Edge Learning Lab
Edge Learning Lab is a unique environment that enables professionals and students from our partners to explore the possibilities and limitations of decentralized and edge learning.
Edge learning is recognized as one of the most promising areas of innovation in AI, breaking down centralized storage and compute structures into distributed solutions. AI Sweden’s Edge Learning Lab draws together technology developers with industry partners focused on solving real-world problems and global researchers who share an interest in sparking innovations in domains such as telecom, finance, mobility, health, manufacturing, agriculture, and retail. The lab is a unique testbed with state-of-the-art hardware and software, designed to enable developers, data scientists, students, researchers, and other users to explore and learn about edge learning and pioneer new research questions.
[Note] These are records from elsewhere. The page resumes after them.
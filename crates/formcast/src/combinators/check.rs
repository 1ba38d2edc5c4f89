//! CHECK combinator - binds validators to a valuer

use std::fmt;

use serde::Serialize;
use serde_json::Value;

use crate::foundation::{
    Context, Failure, Shape, Validate, ValidationError, ValidationErrors, Valuer, to_json,
};

type BoxedValidator<T> = Box<dyn Validate<Input = T> + Send + Sync>;

/// A valuer followed by validators.
///
/// Coercion runs first; if it fails, its errors are returned and no validator
/// runs. Otherwise every validator runs in declaration order and all of
/// their failures are reported together. Each failure is stamped with the
/// field name and the coerced value unless the validator set them already.
///
/// # Examples
///
/// ```rust
/// use formcast::prelude::*;
/// use serde_json::json;
///
/// let code = string().check(length(4, 4)).check(matches_regex(r"^\d+$").unwrap());
///
/// let failure = code.coerce_field(Some(&json!("abcde")), "pin").unwrap_err();
/// assert_eq!(failure.errors().unwrap().len(), 2);
/// ```
pub struct Checked<V: Valuer> {
    inner: V,
    validators: Vec<BoxedValidator<V::Output>>,
}

impl<V: Valuer> Checked<V> {
    /// Creates a check combinator with no validators.
    pub fn new(inner: V) -> Self {
        Self {
            inner,
            validators: Vec::new(),
        }
    }

    /// Appends a validator.
    #[must_use = "builder methods must be chained or built"]
    pub fn check<C>(mut self, validator: C) -> Self
    where
        C: Validate<Input = V::Output> + Send + Sync + 'static,
    {
        self.validators.push(Box::new(validator));
        self
    }

    /// Returns a reference to the inner valuer.
    pub fn inner(&self) -> &V {
        &self.inner
    }

    /// Returns the number of attached validators.
    pub fn validator_count(&self) -> usize {
        self.validators.len()
    }
}

impl<V: Valuer + fmt::Debug> fmt::Debug for Checked<V> {
    fn fmt(&self, f: &mut fmt::Formatter<'_>) -> fmt::Result {
        f.debug_struct("Checked")
            .field("inner", &self.inner)
            .field("validators", &self.validators.len())
            .finish()
    }
}

fn stamp<T: Serialize>(mut error: ValidationError, cx: &Context<'_>, value: &T) -> ValidationError {
    if error.field.is_empty() {
        error.field = cx.field().to_owned().into();
    }
    if error.value.is_none() {
        error.value = Some(to_json(value));
    }
    error
}

impl<V> Valuer for Checked<V>
where
    V: Valuer,
    V::Output: Serialize,
{
    type Output = V::Output;

    fn coerce(&self, raw: Option<&Value>, cx: &Context<'_>) -> Result<V::Output, Failure> {
        let value = self.inner.coerce(raw, cx)?;

        let errors: ValidationErrors = self
            .validators
            .iter()
            .filter_map(|validator| validator.validate(&value).err())
            .map(|error| stamp(error, cx, &value))
            .collect();

        errors.into_result(value).map_err(Failure::from)
    }

    fn shape(&self) -> Shape {
        self.inner.shape()
    }
}

#[cfg(test)]
mod tests {
    use super::*;
    use crate::foundation::{ErrorKind, ValuerExt};
    use crate::validators::{email, exactly, length, minmax, validator_fn};
    use crate::valuers::{number, string};
    use pretty_assertions::assert_eq;
    use serde_json::json;

    #[test]
    fn test_passes_value_through() {
        let age = number().check(minmax(0.0, 120.0));
        assert_eq!(age.coerce_field(Some(&json!("35")), "age").unwrap(), 35.0);
    }

    #[test]
    fn test_stamps_field_and_value() {
        let age = number().check(minmax(0.0, 120.0));
        let failure = age.coerce_field(Some(&json!("150")), "age").unwrap_err();

        let errors = failure.errors().unwrap();
        assert_eq!(
            errors.errors(),
            &[ValidationError::out_of_range(0, 120)
                .with_field("age")
                .with_value(json!(150))]
        );
    }

    #[test]
    fn test_runs_every_validator() {
        let name = string()
            .check(length(5, 10))
            .check(email())
            .check(exactly("someone@example.com"));
        let failure = name.coerce_field(Some(&json!("abc")), "email").unwrap_err();

        let kinds: Vec<ErrorKind> = failure.errors().unwrap().iter().map(|e| e.kind.clone()).collect();
        assert_eq!(
            kinds,
            vec![
                ErrorKind::InvalidLength,
                ErrorKind::InvalidFormattedEmail,
                ErrorKind::InvalidValue,
            ]
        );
    }

    #[test]
    fn test_coercion_failure_skips_validators() {
        let age = number().check(validator_fn(|_: &f64| -> Result<(), ValidationError> {
            panic!("validator must not run")
        }));
        let failure = age.coerce_field(Some(&json!("x")), "age").unwrap_err();
        assert_eq!(failure.errors().unwrap().len(), 1);
        assert_eq!(failure.errors().unwrap().first().unwrap().kind, ErrorKind::ExpectedNumber);
    }

    #[test]
    fn test_validator_field_is_kept() {
        let custom = string().check(validator_fn(|_: &String| {
            Err(ValidationError::new("nope").with_field("other"))
        }));
        let failure = custom.coerce_field(Some(&json!("a")), "name").unwrap_err();
        assert_eq!(failure.errors().unwrap().first().unwrap().field, "other");
    }

    #[test]
    fn test_no_validators() {
        let checked = Checked::new(string());
        assert_eq!(checked.validator_count(), 0);
        assert!(checked.coerce_field(Some(&json!("a")), "name").is_ok());
    }
}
If you are interested in becoming a partner of AI Sweden, and getting access to the partner benefits, including the Labs, please feel free to reach out.
What is edge learning?
Decentralized AI and edge learning refer to moving intelligence and learning out to different devices and organizations. We can train machine learning models on locally available (i.e. decentralized) data and make local decisions. The approach enables combining knowledge from several local datasets, without distributing the actual raw data between devices, locations, and organizations. Unlike algorithms trained on a centralized dataset, decentralized learning distributes models rather than the data itself.
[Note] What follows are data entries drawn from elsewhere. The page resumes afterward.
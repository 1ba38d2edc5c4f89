//! Primitive valuers
//!
//! One coercer per base type. Each factory returns a valuer failing with the
//! canonical kind for its type; `.with_kind(..)` overrides it.
//!
//! | Factory       | Output          | Accepts                                        |
//! |---------------|-----------------|------------------------------------------------|
//! | [`string`]    | `String`        | JSON strings                                   |
//! | [`number`]    | `f64`           | JSON numbers, plain decimal strings            |
//! | [`timestamp`] | `DateTime<Utc>` | epoch milliseconds, date strings               |
//! | [`checkbox`]  | `bool`          | missing, booleans, numbers, on/off spellings   |
//! | [`bool`]      | `bool`          | booleans, `"true"`, `"false"`                  |
//! | [`from_fn`]   | any             | whatever the closure accepts                   |

pub mod boolean;
pub mod custom;
pub mod number;
pub mod string;
pub mod timestamp;

pub use boolean::{BoolValuer, CheckboxValuer, bool, checkbox};
pub use custom::{FromFn, from_fn};
pub use number::{NumberValuer, number};
pub use string::{StringValuer, string};
pub use timestamp::{TimestampValuer, timestamp};
//! TO_NUMBER combinator - numeric casting of coerced values

use chrono::{DateTime, Utc};
use serde_json::Value;

use crate::combinators::OrNull;
use crate::foundation::{Context, ErrorKind, Failure, Shape, Valuer};

// ============================================================================
// NUMBER CAST
// ============================================================================

/// General numeric conversion of a coerced value.
///
/// Booleans cast to `1`/`0`; strings follow the usual loose numeric rules
/// (whitespace trimmed, empty is `0`, hex/octal/binary prefixes, exponents,
/// `Infinity`); anything without a numeric reading is NaN.
pub trait NumberCast {
    /// Casts `self` to a number, possibly NaN.
    fn cast_number(&self) -> f64;
}

impl NumberCast for f64 {
    fn cast_number(&self) -> f64 {
        *self
    }
}

impl NumberCast for bool {
    fn cast_number(&self) -> f64 {
        if *self { 1.0 } else { 0.0 }
    }
}

impl NumberCast for str {
    fn cast_number(&self) -> f64 {
        cast_str(self)
    }
}

impl NumberCast for String {
    fn cast_number(&self) -> f64 {
        cast_str(self)
    }
}

impl NumberCast for DateTime<Utc> {
    fn cast_number(&self) -> f64 {
        self.timestamp_millis() as f64
    }
}

impl<T: NumberCast> NumberCast for Option<T> {
    fn cast_number(&self) -> f64 {
        self.as_ref().map_or(f64::NAN, NumberCast::cast_number)
    }
}

impl<T: NumberCast> NumberCast for OrNull<T> {
    fn cast_number(&self) -> f64 {
        match self {
            Self::Null => 0.0,
            Self::Value(value) => value.cast_number(),
        }
    }
}

impl<T: NumberCast> NumberCast for Vec<T> {
    fn cast_number(&self) -> f64 {
        match self.as_slice() {
            [] => 0.0,
            [single] => single.cast_number(),
            _ => f64::NAN,
        }
    }
}

impl NumberCast for Value {
    fn cast_number(&self) -> f64 {
        match self {
            Self::Null => 0.0,
            Self::Bool(b) => b.cast_number(),
            Self::Number(n) => n.as_f64().unwrap_or(f64::NAN),
            Self::String(s) => cast_str(s),
            Self::Array(items) => match items.as_slice() {
                [] => 0.0,
                [single] => single.cast_number(),
                _ => f64::NAN,
            },
            Self::Object(_) => f64::NAN,
        }
    }
}

fn cast_str(text: &str) -> f64 {
    let text = text.trim();
    if text.is_empty() {
        return 0.0;
    }

    match text {
        "Infinity" | "+Infinity" => return f64::INFINITY,
        "-Infinity" => return f64::NEG_INFINITY,
        _ => {}
    }

    for (prefix, radix) in [("0x", 16), ("0X", 16), ("0o", 8), ("0O", 8), ("0b", 2), ("0B", 2)] {
        if let Some(digits) = text.strip_prefix(prefix) {
            // Digits only after the prefix, no sign.
            if !digits.chars().all(|c| c.is_digit(radix)) {
                return f64::NAN;
            }
            return u64::from_str_radix(digits, radix).map_or(f64::NAN, |n| n as f64);
        }
    }

    // `f64::from_str` also takes "inf" and "nan" spellings, which are not numbers here.
    if !text
        .bytes()
        .all(|b| b.is_ascii_digit() || matches!(b, b'.' | b'e' | b'E' | b'+' | b'-'))
    {
        return f64::NAN;
    }
    text.parse::<f64>().unwrap_or(f64::NAN)
}

// ============================================================================
// TO NUMBER COMBINATOR
// ============================================================================

/// Runs the inner valuer, then casts its result with [`NumberCast`].
///
/// A non-finite result fails `expected_number` unless the parse allows
/// non-finite casts.
///
/// # Examples
///
/// ```rust
/// use formcast::prelude::*;
/// use serde_json::json;
///
/// let agreed = checkbox().to_number();
/// assert_eq!(agreed.coerce_field(Some(&json!("on")), "agreed").unwrap(), 1.0);
///
/// let amount = string().to_number();
/// assert_eq!(amount.coerce_field(Some(&json!(" 1e3 ")), "amount").unwrap(), 1000.0);
/// assert!(amount.coerce_field(Some(&json!("lots")), "amount").is_err());
/// ```
#[derive(Debug, Clone, Copy)]
pub struct ToNumber<V> {
    inner: V,
}

impl<V> ToNumber<V> {
    /// Creates a new cast modifier.
    pub const fn new(inner: V) -> Self {
        Self { inner }
    }

    /// Returns a reference to the inner valuer.
    pub fn inner(&self) -> &V {
        &self.inner
    }
}

impl<V> Valuer for ToNumber<V>
where
    V: Valuer,
    V::Output: NumberCast,
{
    type Output = f64;

    fn coerce(&self, raw: Option<&Value>, cx: &Context<'_>) -> Result<f64, Failure> {
        let number = self.inner.coerce(raw, cx)?.cast_number();
        if number.is_finite() || cx.config().allow_non_finite_casts {
            Ok(number)
        } else {
            Err(cx.error(ErrorKind::ExpectedNumber, raw).into())
        }
    }

    fn shape(&self) -> Shape {
        self.inner.shape()
    }
}

/// Creates a cast modifier.
pub const fn to_number<V>(inner: V) -> ToNumber<V> {
    ToNumber::new(inner)
}

// ============================================================================
// TESTS
// ============================================================================
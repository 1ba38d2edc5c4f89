//! The schema parse loop and its public entry points
//!
//! Every field is visited in declaration order. A failing field adds its
//! errors to one batch and parsing moves on; the caller receives either a
//! complete [`Record`] or the complete batch, never both.

use serde::de::DeserializeOwned;
use serde_json::{Map, Value};

use crate::config::ParserConfig;
use crate::foundation::{
    Context, Failure, Shape, ValidationError, ValidationErrors,
};
use crate::schema::{FormData, Record, Schema, Source};

pub(crate) fn run<S: Source + ?Sized>(
    schema: &Schema,
    source: &S,
    config: &ParserConfig,
) -> Result<Record, ValidationErrors> {
    let span = tracing::debug_span!("parse", fields = schema.len());
    let _enter = span.enter();

    let mut record = Record::with_capacity(schema.len());
    let mut errors = ValidationErrors::new();

    for (name, valuer) in schema.entries() {
        let raw = match valuer.shape() {
            Shape::Scalar => source.get(name),
            Shape::List => source.get_list(name),
        };
        let raw = raw.as_deref();
        let cx = Context::new(name, config);

        match valuer.coerce_erased(raw, &cx) {
            Ok(value) => {
                record.insert(name, value);
            }
            Err(Failure::Invalid(field_errors)) => {
                tracing::debug!(field = %name, errors = field_errors.len(), "field failed");
                errors.extend(field_errors);
            }
            Err(Failure::Unexpected(cause)) => {
                tracing::warn!(field = %name, error = %cause, "unexpected error while coercing field");
                errors.add(
                    ValidationError::unknown(cause)
                        .with_field(name.to_owned())
                        .with_raw(raw),
                );
            }
        }
    }

    if errors.is_empty() {
        Ok(record)
    } else {
        tracing::debug!(errors = errors.len(), "parse failed");
        Err(errors)
    }
}

/// Parses any [`Source`] with `schema`.
pub fn parse<S: Source + ?Sized>(schema: &Schema, source: &S) -> Result<Record, ValidationErrors> {
    run(schema, source, schema.config())
}

/// Parses submitted form data with `schema`.
///
/// List-shaped fields collect every value under `key` and `key[]`.
pub fn parse_formdata(schema: &Schema, input: &FormData) -> Result<Record, ValidationErrors> {
    run(schema, input, schema.config())
}

/// Parses a JSON object with `schema`.
pub fn parse_object(
    schema: &Schema,
    record: &Map<String, Value>,
) -> Result<Record, ValidationErrors> {
    run(schema, record, schema.config())
}

/// Parses with `schema` and deserializes the result into `T`.
///
/// A record that does not fit `T` is reported as one `unknown_error` with
/// the serde error as cause.
pub fn parse_into<T, S>(schema: &Schema, source: &S) -> Result<T, ValidationErrors>
where
    T: DeserializeOwned,
    S: Source + ?Sized,
{
    let record = parse(schema, source)?;
    record
        .deserialize()
        .map_err(|error| ValidationError::unknown(Box::new(error)).into())
}
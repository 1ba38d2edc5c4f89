//! String valuer

use serde_json::Value;

use crate::foundation::{Context, ErrorKind, Failure, Valuer};

/// Accepts only a JSON string.
#[derive(Debug, Clone, PartialEq, Eq)]
pub struct StringValuer {
    kind: ErrorKind,
}

impl StringValuer {
    /// Creates a string valuer failing with `expected_string`.
    #[must_use]
    pub const fn new() -> Self {
        Self {
            kind: ErrorKind::ExpectedString,
        }
    }

    /// Overrides the error kind reported on failure.
    #[must_use = "builder methods must be chained or built"]
    pub fn with_kind(mut self, kind: impl Into<ErrorKind>) -> Self {
        self.kind = kind.into();
        self
    }
}

impl Default for StringValuer {
    fn default() -> Self {
        Self::new()
    }
}

impl Valuer for StringValuer {
    type Output = String;

    fn coerce(&self, raw: Option<&Value>, cx: &Context<'_>) -> Result<String, Failure> {
        match raw {
            Some(Value::String(s)) => Ok(s.clone()),
            _ => Err(cx.error(self.kind.clone(), raw).into()),
        }
    }
}

/// Creates a [`StringValuer`].
#[must_use]
pub const fn string() -> StringValuer {
    StringValuer::new()
}

#[cfg(test)]
mod tests {
    use super::*;
    use crate::foundation::ValuerExt;
    use pretty_assertions::assert_eq;
    use serde_json::json;

    #[test]
    fn test_accepts_strings_only() {
        assert_eq!(string().coerce_field(Some(&json!("hi")), "name").unwrap(), "hi");
        assert_eq!(string().coerce_field(Some(&json!("")), "name").unwrap(), "");

        for raw in [json!(1), json!(true), json!(null), json!(["a"])] {
            assert!(string().coerce_field(Some(&raw), "name").is_err());
        }
    }

    #[test]
    fn test_error_reports_field_and_value() {
        let failure = string().coerce_field(Some(&json!(5)), "name").unwrap_err();
        let error = failure.errors().unwrap().first().unwrap();
        assert_eq!(error.kind, ErrorKind::ExpectedString);
        assert_eq!(error.field, "name");
        assert_eq!(error.value, Some(json!(5)));
    }

    #[test]
    fn test_missing_is_recorded_as_missing() {
        let failure = string().coerce_field(None, "name").unwrap_err();
        assert_eq!(failure.errors().unwrap().first().unwrap().value, None);
    }

    #[test]
    fn test_kind_override() {
        let failure = string()
            .with_kind("name_required")
            .coerce_field(None, "name")
            .unwrap_err();
        assert_eq!(
            failure.errors().unwrap().first().unwrap().kind,
            ErrorKind::custom("name_required")
        );
    }
}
In federated learning, local models trained in edge devices are typically aggregated at a central location.
- Create initial model
- Transmit current model to devices
- Training on devices using local data
- Transmit local model parameters to aggregator
- Aggregate parameters to create updated model
- Send latest model for further training or deployment
In swarm learning, one of the edge devices is also used as an aggregator.
- Devices register on network
- Devices receive initial model
- Devices train model on local data
- Devices share and merge models
- Repeat steps 3-4 until satisfied
What are the benefits of edge learning?
Traditional centralized AI applications have evolved over the past few decades to
reshape how we live and move. We are familiar with voice assistants (e.g., Siri, Alexa, and Google Assistant). Active driver assistance and automated driving features are increasing in prevalence to heighten safety and reduce the load on drivers. The same trend is visible in healthcare, where assisted diagnostics are used to assist physicians in identifying and correctly diagnosing medical conditions.
Topics such as AI ethics, data privacy, data security, data ownership, data transfer, computing, and storage costs are concerns for businesses, the public, and governments. Countries have begun to create policies that enhance local vs. global learning (e.g., Chinese data protections) or otherwise limit the long-term shared open use of data. At the same time, stakeholders are increasingly worried about AI bias and argue strongly for the need for more diversified and less restrictive modeling.
By moving learning to the edge, organizations can begin to collaborate globally while addressing concerns around data security, data privacy, and data transfer barriers. At the same time, they benefit from leveraging otherwise unused computational resources to solve growing problems with the shortcomings of data-starved modeling.